* _What is required_
Using the entries that follow, count the lines containing the word "SessionResult" and give that number by itself.

── Source material ──

//! Slot → target device lookup.

use crate::error::{SessionError, SessionResult};

/// Valid weight slots.
pub const SLOTS: std::ops::RangeInclusive<u8> = 1..=3;

/// Immutable mapping from weight slot to the advertised name (or identifier)
/// of the scale serving it.
#[derive(Debug, Clone, PartialEq, Eq)]
pub struct TargetRegistry {
    targets: [String; 3],
}

impl Default for TargetRegistry {
    fn default() -> Self {
        Self::new([
            "ESP32_Weigh_1".to_string(),
            "ESP32_Weigh_2".to_string(),
            "ESP32_Weigh_3".to_string(),
        ])
    }
}

impl TargetRegistry {
    pub fn new(targets: [String; 3]) -> Self {
        Self { targets }
    }

    /// Target for `slot`; anything outside 1..=3 is a caller error.
    pub fn resolve(&self, slot: u8) -> SessionResult<&str> {
        if !SLOTS.contains(&slot) {
            return Err(SessionError::UnknownSlot(slot));
        }
        Ok(&self.targets[usize::from(slot - 1)])
    }

    pub fn iter(&self) -> impl Iterator<Item = (u8, &str)> {
        SLOTS.zip(self.targets.iter().map(String::as_str))
    }
}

───

* _Result_
2